Remortgaging property to buy another
Published 11th April 2018
Can you remortgage to buy another house?
We are often asked the question, “Can I remortgage my house to buy another property?”.
The short answer is yes! Remortgaging your house to buy another property is a common way of raising money for people who are looking to invest in buy to let or to purchase a second home. In this article, we will discuss some of the considerations if you are thinking about remortgaging to buy a second home.
What should I think about if I want to remortgage my house to buy another?
Your options will depend on the purpose of the funds. There are many different circumstances where you can remortgage to buy a second property, such as:
Let to Buy
This is where you rent out your current home to tenants in order to buy another property.
Remortgage to invest in Buy to Let
Raising money on your current property to buy a different property to rent to tenants.
Remortgage to buy a holiday let
This is where you buy a property to rent to people on a short-term basis for short breaks or holidays.
Remortgage to buy a holiday home
Using the money raised to buy a second property that you intend to use in addition to your current home.
Remortgage to invest in commercial property
Raising money to buy a property that will be used by a business, such as a shop or office.
Remortgage of a commercial property
If you currently own a commercial property, it will be possible to refinance this in order to buy another property. For more information on this, take a look at the Commercial Mortgages section of our website.

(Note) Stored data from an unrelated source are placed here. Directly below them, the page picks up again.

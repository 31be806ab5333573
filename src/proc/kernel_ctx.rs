use core::ops::Deref;

use super::{Pid, Proc, ProcData, Procstate, TrapFrame};
use crate::kernel::Kernel;
use crate::vm::UserMemory;

/// The running process on the current hart, as seen by the thread that runs
/// it. The owning thread may access `ProcData` without holding the process
/// lock: the data is private to the process by invariant.
pub struct CurrentProc<'s> {
    proc: &'s Proc,
    slot: usize,
    pid: Pid,
}

impl<'s> CurrentProc<'s> {
    pub fn slot(&self) -> usize {
        self.slot
    }

    pub fn pid(&self) -> Pid {
        self.pid
    }

    pub fn deref_data(&self) -> &ProcData {
        // SAFETY: the current process's data is only accessed by its own
        // thread, which is this one.
        unsafe { &*self.proc.data.get() }
    }

    pub fn deref_mut_data(&mut self) -> &mut ProcData {
        // SAFETY: as in deref_data, and &mut self is exclusive.
        unsafe { &mut *self.proc.data.get() }
    }

    pub fn trap_frame(&self) -> &TrapFrame {
        // SAFETY: trap_frame is valid while the process is not Unused.
        unsafe { &*self.deref_data().trap_frame }
    }

    pub fn trap_frame_mut(&mut self) -> &mut TrapFrame {
        // SAFETY: as in trap_frame.
        unsafe { &mut *self.deref_mut_data().trap_frame }
    }

    pub fn memory(&self) -> &UserMemory {
        // SAFETY: memory is initialized while the process is not Unused.
        unsafe { self.deref_data().memory.assume_init_ref() }
    }

    pub fn memory_mut(&mut self) -> &mut UserMemory {
        // SAFETY: as in memory.
        unsafe { self.deref_mut_data().memory.assume_init_mut() }
    }
}

impl<'s> Deref for CurrentProc<'s> {
    type Target = Proc;

    fn deref(&self) -> &Self::Target {
        self.proc
    }
}

/// The context a process runs kernel code in: the kernel it belongs to plus
/// its own `CurrentProc`.
pub struct KernelCtx<'s> {
    kernel: &'s Kernel,
    proc: CurrentProc<'s>,
}

impl<'s> KernelCtx<'s> {
    /// Build the context for the process in the given pool slot. Called by
    /// the process's own kernel thread right after its first dispatch.
    pub(crate) fn new(kernel: &'s Kernel, slot: usize) -> Self {
        let proc = &kernel.procs().pool()[slot];
        let pid = proc.info.lock().pid;
        Self {
            kernel,
            proc: CurrentProc { proc, slot, pid },
        }
    }

    pub fn kernel(&self) -> &'s Kernel {
        self.kernel
    }

    pub fn proc(&self) -> &CurrentProc<'s> {
        &self.proc
    }

    pub fn proc_mut(&mut self) -> &mut CurrentProc<'s> {
        &mut self.proc
    }

    /// Give up the hart for one scheduling round.
    pub fn yield_cpu(&self) {
        let mut guard = self.proc().lock();
        guard.deref_mut_info().state = Procstate::Runnable;
        // SAFETY: we hold p.lock and changed the state.
        unsafe { guard.sched() };
    }
}
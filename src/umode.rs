//! User-mode execution of the emulated hart.
//!
//! User code is a sequence of fixed-width 16-byte instructions living in the
//! process's own address space, fetched and executed here with the register
//! file in the trap frame and the program counter in `trapframe.epc`. Every
//! fetch, load and store is translated through the process page table, so
//! copy-on-write and lazy-allocation faults arise exactly where hardware
//! would raise them; the interpreter reports the cause and leaves `epc`
//! untouched so the instruction retries after the kernel's repair.
//!
//! The encoding: byte 0 opcode, bytes 1-3 register operands, bytes 8-15 a
//! little-endian 64-bit immediate (value, address offset, or branch target).

use core::convert::TryInto;

use crate::addr::UVAddr;
use crate::cpu;
use crate::proc::{KernelCtx, Reg};
use crate::riscv::PGSIZE;
use crate::syscall::{SYS_EXEC, SYS_EXIT};

pub const INSN_SIZE: usize = 16;
static_assertions::const_assert_eq!(PGSIZE % INSN_SIZE, 0);

const OP_LI: u8 = 1;
const OP_ADDI: u8 = 2;
const OP_LD: u8 = 3;
const OP_SD: u8 = 4;
const OP_LB: u8 = 5;
const OP_SB: u8 = 6;
const OP_BEQ: u8 = 7;
const OP_BNE: u8 = 8;
const OP_BLT: u8 = 9;
const OP_JMP: u8 = 10;
const OP_ECALL: u8 = 11;

#[derive(Clone, Copy, Debug)]
pub enum Insn {
    Li { rd: Reg, imm: i64 },
    Addi { rd: Reg, rs: Reg, imm: i64 },
    Ld { rd: Reg, base: Reg, off: i64 },
    Sd { base: Reg, off: i64, rs: Reg },
    Lb { rd: Reg, base: Reg, off: i64 },
    Sb { base: Reg, off: i64, rs: Reg },
    Beq { rs1: Reg, rs2: Reg, target: u64 },
    Bne { rs1: Reg, rs2: Reg, target: u64 },
    Blt { rs1: Reg, rs2: Reg, target: u64 },
    Jmp { target: u64 },
    Ecall,
}

impl Insn {
    pub fn encode(&self) -> [u8; INSN_SIZE] {
        let mut b = [0u8; INSN_SIZE];
        let (op, rd, rs1, rs2, imm) = match *self {
            Insn::Li { rd, imm } => (OP_LI, rd as u8, 0, 0, imm),
            Insn::Addi { rd, rs, imm } => (OP_ADDI, rd as u8, rs as u8, 0, imm),
            Insn::Ld { rd, base, off } => (OP_LD, rd as u8, base as u8, 0, off),
            Insn::Sd { base, off, rs } => (OP_SD, 0, base as u8, rs as u8, off),
            Insn::Lb { rd, base, off } => (OP_LB, rd as u8, base as u8, 0, off),
            Insn::Sb { base, off, rs } => (OP_SB, 0, base as u8, rs as u8, off),
            Insn::Beq { rs1, rs2, target } => (OP_BEQ, 0, rs1 as u8, rs2 as u8, target as i64),
            Insn::Bne { rs1, rs2, target } => (OP_BNE, 0, rs1 as u8, rs2 as u8, target as i64),
            Insn::Blt { rs1, rs2, target } => (OP_BLT, 0, rs1 as u8, rs2 as u8, target as i64),
            Insn::Jmp { target } => (OP_JMP, 0, 0, 0, target as i64),
            Insn::Ecall => (OP_ECALL, 0, 0, 0, 0),
        };
        b[0] = op;
        b[1] = rd;
        b[2] = rs1;
        b[3] = rs2;
        b[8..16].copy_from_slice(&imm.to_le_bytes());
        b
    }

    pub fn decode(b: &[u8; INSN_SIZE]) -> Result<Insn, ()> {
        let rd = Reg::from_index(b[1]).ok_or(())?;
        let rs1 = Reg::from_index(b[2]).ok_or(())?;
        let rs2 = Reg::from_index(b[3]).ok_or(())?;
        let imm = i64::from_le_bytes(b[8..16].try_into().map_err(|_| ())?);
        Ok(match b[0] {
            OP_LI => Insn::Li { rd, imm },
            OP_ADDI => Insn::Addi { rd, rs: rs1, imm },
            OP_LD => Insn::Ld { rd, base: rs1, off: imm },
            OP_SD => Insn::Sd { base: rs1, off: imm, rs: rs2 },
            OP_LB => Insn::Lb { rd, base: rs1, off: imm },
            OP_SB => Insn::Sb { base: rs1, off: imm, rs: rs2 },
            OP_BEQ => Insn::Beq { rs1, rs2, target: imm as u64 },
            OP_BNE => Insn::Bne { rs1, rs2, target: imm as u64 },
            OP_BLT => Insn::Blt { rs1, rs2, target: imm as u64 },
            OP_JMP => Insn::Jmp { target: imm as u64 },
            OP_ECALL => Insn::Ecall,
            _ => return Err(()),
        })
    }
}

/// Why the hart left user mode.
#[derive(Clone, Copy, Debug, PartialEq, Eq)]
pub enum Scause {
    /// environment call from U-mode
    Ecall,
    /// timer interrupt delivered at an instruction boundary
    TimerIntr,
    LoadPageFault(usize),
    StorePageFault(usize),
    InstructionPageFault(usize),
    IllegalInstruction(usize),
}

/// Run the current process in user mode until a trap arises. The cause is
/// returned with all user state saved in the trap frame; on page faults
/// `epc` still points at the faulting instruction so it retries after
/// repair.
pub fn run(ctx: &mut KernelCtx<'_>) -> Scause {
    let kernel = ctx.kernel();

    // the "sret": user mode runs with interrupts enabled
    // SAFETY: no spinlock is held on the way out of the kernel.
    unsafe { cpu::intr_on() };

    loop {
        // A dying machine or a pending timer interrupt preempts the process
        // at the instruction boundary.
        if kernel.is_halted() {
            return Scause::TimerIntr;
        }
        if cpu::intr_get() && kernel.cpus().take_tick(cpu::cpuid()) {
            return Scause::TimerIntr;
        }

        let epc = ctx.proc().trap_frame().epc;
        let mut raw = [0u8; INSN_SIZE];
        if ctx
            .proc()
            .memory()
            .fetch(UVAddr::new(epc as usize), &mut raw)
            .is_err()
        {
            return Scause::InstructionPageFault(epc as usize);
        }
        let insn = match Insn::decode(&raw) {
            Ok(insn) => insn,
            Err(()) => return Scause::IllegalInstruction(epc as usize),
        };

        let mut next = epc.wrapping_add(INSN_SIZE as u64);
        match insn {
            Insn::Li { rd, imm } => {
                ctx.proc_mut().trap_frame_mut().set(rd, imm as u64);
            }
            Insn::Addi { rd, rs, imm } => {
                let v = ctx.proc().trap_frame().get(rs).wrapping_add(imm as u64);
                ctx.proc_mut().trap_frame_mut().set(rd, v);
            }
            Insn::Ld { rd, base, off } => {
                let va = ctx
                    .proc()
                    .trap_frame()
                    .get(base)
                    .wrapping_add(off as u64) as usize;
                match ctx.proc().memory().load_u64(UVAddr::new(va)) {
                    Ok(v) => ctx.proc_mut().trap_frame_mut().set(rd, v),
                    Err(()) => return Scause::LoadPageFault(va),
                }
            }
            Insn::Sd { base, off, rs } => {
                let tf = ctx.proc().trap_frame();
                let va = tf.get(base).wrapping_add(off as u64) as usize;
                let v = tf.get(rs);
                if ctx.proc().memory().store_u64(UVAddr::new(va), v).is_err() {
                    return Scause::StorePageFault(va);
                }
            }
            Insn::Lb { rd, base, off } => {
                let va = ctx
                    .proc()
                    .trap_frame()
                    .get(base)
                    .wrapping_add(off as u64) as usize;
                match ctx.proc().memory().load_u8(UVAddr::new(va)) {
                    Ok(v) => ctx.proc_mut().trap_frame_mut().set(rd, v as u64),
                    Err(()) => return Scause::LoadPageFault(va),
                }
            }
            Insn::Sb { base, off, rs } => {
                let tf = ctx.proc().trap_frame();
                let va = tf.get(base).wrapping_add(off as u64) as usize;
                let v = tf.get(rs) as u8;
                if ctx.proc().memory().store_u8(UVAddr::new(va), v).is_err() {
                    return Scause::StorePageFault(va);
                }
            }
            Insn::Beq { rs1, rs2, target } => {
                let tf = ctx.proc().trap_frame();
                if tf.get(rs1) == tf.get(rs2) {
                    next = target;
                }
            }
            Insn::Bne { rs1, rs2, target } => {
                let tf = ctx.proc().trap_frame();
                if tf.get(rs1) != tf.get(rs2) {
                    next = target;
                }
            }
            Insn::Blt { rs1, rs2, target } => {
                let tf = ctx.proc().trap_frame();
                if (tf.get(rs1) as i64) < (tf.get(rs2) as i64) {
                    next = target;
                }
            }
            Insn::Jmp { target } => {
                next = target;
            }
            Insn::Ecall => {
                // epc stays on the ecall; the trap path advances it
                return Scause::Ecall;
            }
        }
        ctx.proc_mut().trap_frame_mut().epc = next;
    }
}

/// A label in a program under assembly: a branch target or the address of a
/// data item.
#[derive(Clone, Copy)]
pub struct Label(usize);

enum Fixup {
    /// patch the instruction's immediate with the label's address
    Imm(usize, Label),
    /// patch the instruction's branch target with the label's address
    Target(usize, Label),
}

/// A small assembler for user programs: instructions first, data (e.g.
/// strings) placed after the code, labels resolved at `finish`.
pub struct Asm {
    insns: Vec<Insn>,
    labels: Vec<Option<u64>>,
    fixups: Vec<Fixup>,
    data: Vec<(Label, Vec<u8>)>,
}

impl Asm {
    pub fn new() -> Self {
        Self {
            insns: Vec::new(),
            labels: Vec::new(),
            fixups: Vec::new(),
            data: Vec::new(),
        }
    }

    pub fn new_label(&mut self) -> Label {
        self.labels.push(None);
        Label(self.labels.len() - 1)
    }

    /// Bind a label to the address of the next instruction.
    pub fn bind(&mut self, l: Label) {
        assert!(self.labels[l.0].is_none(), "asm: label bound twice");
        self.labels[l.0] = Some((self.insns.len() * INSN_SIZE) as u64);
    }

    /// Bind and return a label here.
    pub fn here(&mut self) -> Label {
        let l = self.new_label();
        self.bind(l);
        l
    }

    /// Append a data item after the code; its address becomes the label's
    /// value. Items are 8-byte aligned so `Ld`/`Sd` can reach them.
    pub fn data_label(&mut self, bytes: &[u8]) -> Label {
        let l = self.new_label();
        self.data.push((l, bytes.to_vec()));
        l
    }

    pub fn li(&mut self, rd: Reg, imm: i64) {
        self.insns.push(Insn::Li { rd, imm });
    }

    /// Load a label's address into a register.
    pub fn la(&mut self, rd: Reg, l: Label) {
        self.fixups.push(Fixup::Imm(self.insns.len(), l));
        self.insns.push(Insn::Li { rd, imm: 0 });
    }

    pub fn addi(&mut self, rd: Reg, rs: Reg, imm: i64) {
        self.insns.push(Insn::Addi { rd, rs, imm });
    }

    pub fn ld(&mut self, rd: Reg, base: Reg, off: i64) {
        self.insns.push(Insn::Ld { rd, base, off });
    }

    pub fn sd(&mut self, base: Reg, off: i64, rs: Reg) {
        self.insns.push(Insn::Sd { base, off, rs });
    }

    pub fn lb(&mut self, rd: Reg, base: Reg, off: i64) {
        self.insns.push(Insn::Lb { rd, base, off });
    }

    pub fn sb(&mut self, base: Reg, off: i64, rs: Reg) {
        self.insns.push(Insn::Sb { base, off, rs });
    }

    pub fn beq(&mut self, rs1: Reg, rs2: Reg, l: Label) {
        self.fixups.push(Fixup::Target(self.insns.len(), l));
        self.insns.push(Insn::Beq { rs1, rs2, target: 0 });
    }

    pub fn bne(&mut self, rs1: Reg, rs2: Reg, l: Label) {
        self.fixups.push(Fixup::Target(self.insns.len(), l));
        self.insns.push(Insn::Bne { rs1, rs2, target: 0 });
    }

    pub fn blt(&mut self, rs1: Reg, rs2: Reg, l: Label) {
        self.fixups.push(Fixup::Target(self.insns.len(), l));
        self.insns.push(Insn::Blt { rs1, rs2, target: 0 });
    }

    pub fn jmp(&mut self, l: Label) {
        self.fixups.push(Fixup::Target(self.insns.len(), l));
        self.insns.push(Insn::Jmp { target: 0 });
    }

    pub fn ecall(&mut self) {
        self.insns.push(Insn::Ecall);
    }

    /// Resolve labels and produce the program bytes: code, then data.
    pub fn finish(mut self) -> Vec<u8> {
        // place data items after the code, 8-byte aligned
        let mut end = self.insns.len() * INSN_SIZE;
        for (l, bytes) in &self.data {
            self.labels[l.0] = Some(end as u64);
            end += (bytes.len() + 7) & !7;
        }

        for fixup in &self.fixups {
            match fixup {
                Fixup::Imm(i, l) => {
                    let addr = self.labels[l.0].expect("asm: unbound label");
                    if let Insn::Li { imm, .. } = &mut self.insns[*i] {
                        *imm = addr as i64;
                    } else {
                        panic!("asm: bad fixup");
                    }
                }
                Fixup::Target(i, l) => {
                    let addr = self.labels[l.0].expect("asm: unbound label");
                    match &mut self.insns[*i] {
                        Insn::Beq { target, .. }
                        | Insn::Bne { target, .. }
                        | Insn::Blt { target, .. }
                        | Insn::Jmp { target } => *target = addr,
                        _ => panic!("asm: bad fixup"),
                    }
                }
            }
        }

        let mut out = Vec::with_capacity(end);
        for insn in &self.insns {
            out.extend_from_slice(&insn.encode());
        }
        for (_, bytes) in &self.data {
            out.extend_from_slice(bytes);
            while out.len() % 8 != 0 {
                out.push(0);
            }
        }
        out
    }
}

/// The first user program: exec("/init"); exit(-1) if that fails.
pub fn initcode() -> Vec<u8> {
    let mut a = Asm::new();
    let path = a.data_label(b"/init\0");
    a.la(Reg::A0, path);
    a.li(Reg::A1, 0);
    a.li(Reg::A7, SYS_EXEC as i64);
    a.ecall();
    // exec failed
    let spin = a.here();
    a.li(Reg::A7, SYS_EXIT as i64);
    a.li(Reg::A0, -1);
    a.ecall();
    a.jmp(spin);
    a.finish()
}

#[cfg(test)]
mod tests {
    use super::*;

    #[test]
    fn encode_decode_roundtrip() {
        let insns = [
            Insn::Li { rd: Reg::A0, imm: -7 },
            Insn::Sd { base: Reg::Sp, off: 16, rs: Reg::A1 },
            Insn::Beq { rs1: Reg::A0, rs2: Reg::Zero, target: 0x40 },
            Insn::Ecall,
        ];
        for insn in &insns {
            let decoded = Insn::decode(&insn.encode()).expect("decode");
            assert_eq!(insn.encode(), decoded.encode());
        }
    }

    #[test]
    fn decode_rejects_garbage() {
        let mut b = [0u8; INSN_SIZE];
        b[0] = 0xff;
        assert!(Insn::decode(&b).is_err());
        // bad register index
        b[0] = OP_LI;
        b[1] = 77;
        assert!(Insn::decode(&b).is_err());
    }

    #[test]
    fn asm_resolves_forward_and_data_labels() {
        let mut a = Asm::new();
        let end = a.new_label();
        let msg = a.data_label(b"hi\0");
        a.la(Reg::A0, msg);
        a.jmp(end);
        a.li(Reg::A0, 99);
        a.bind(end);
        a.ecall();
        let bytes = a.finish();

        // 4 instructions, then the string
        assert_eq!(&bytes[4 * INSN_SIZE..4 * INSN_SIZE + 3], b"hi\0");

        // la got the data address, jmp skips the li
        let la = Insn::decode(bytes[..INSN_SIZE].try_into().unwrap()).unwrap();
        match la {
            Insn::Li { imm, .. } => assert_eq!(imm as usize, 4 * INSN_SIZE),
            _ => panic!("expected li"),
        }
        let jmp = Insn::decode(bytes[INSN_SIZE..2 * INSN_SIZE].try_into().unwrap()).unwrap();
        match jmp {
            Insn::Jmp { target } => assert_eq!(target as usize, 3 * INSN_SIZE),
            _ => panic!("expected jmp"),
        }
    }
}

For each of these circumstances, there are a number of factors that will impact how much you are able to borrow. In this article, we will talk about those factors, which include:
- Credit history
- Property types
- Personal circumstances
- Other factors
How to remortgage a house to buy another
The first thing to consider if you want to remortgage to buy a second property is how much equity you currently have in your home. The level of equity you have is equal to the value of your property minus the balance of your existing mortgage and a remortgage is one way of accessing this.
One factor that determines how much a lender will be able to lend you is loan to value (LTV), which is the balance of the mortgage that is secured on your home, expressed as a percentage of the value of the property. If you are remortgaging to buy another house, there are currently lenders that will be able to lend up to 95% loan to value, depending on your circumstances.
So, for example, your home is currently worth £500,000 and you have a mortgage of £200,000, your current loan to value is 40% and you have £300,000 of equity in your property. If you wanted to release this equity to buy another property, you could potentially borrow up to £475,000, which would provide you with £275,000 for the purchase and take your LTV to 95%.
Lenders are generally more comfortable with lower LTV loans and so you will have fewer options, and can expect to pay a higher rate, if you want a mortgage with a higher LTV.
The maximum LTV you can borrow also depends on your circumstances, such as your age and credit history, and the purpose for the loan. For example, the maximum LTV on a standard residential mortgage is 95%, whereas the maximum LTV for a Let to Buy or Buy to Let mortgage is 85% and holiday let mortgages are available up to 75% LTV.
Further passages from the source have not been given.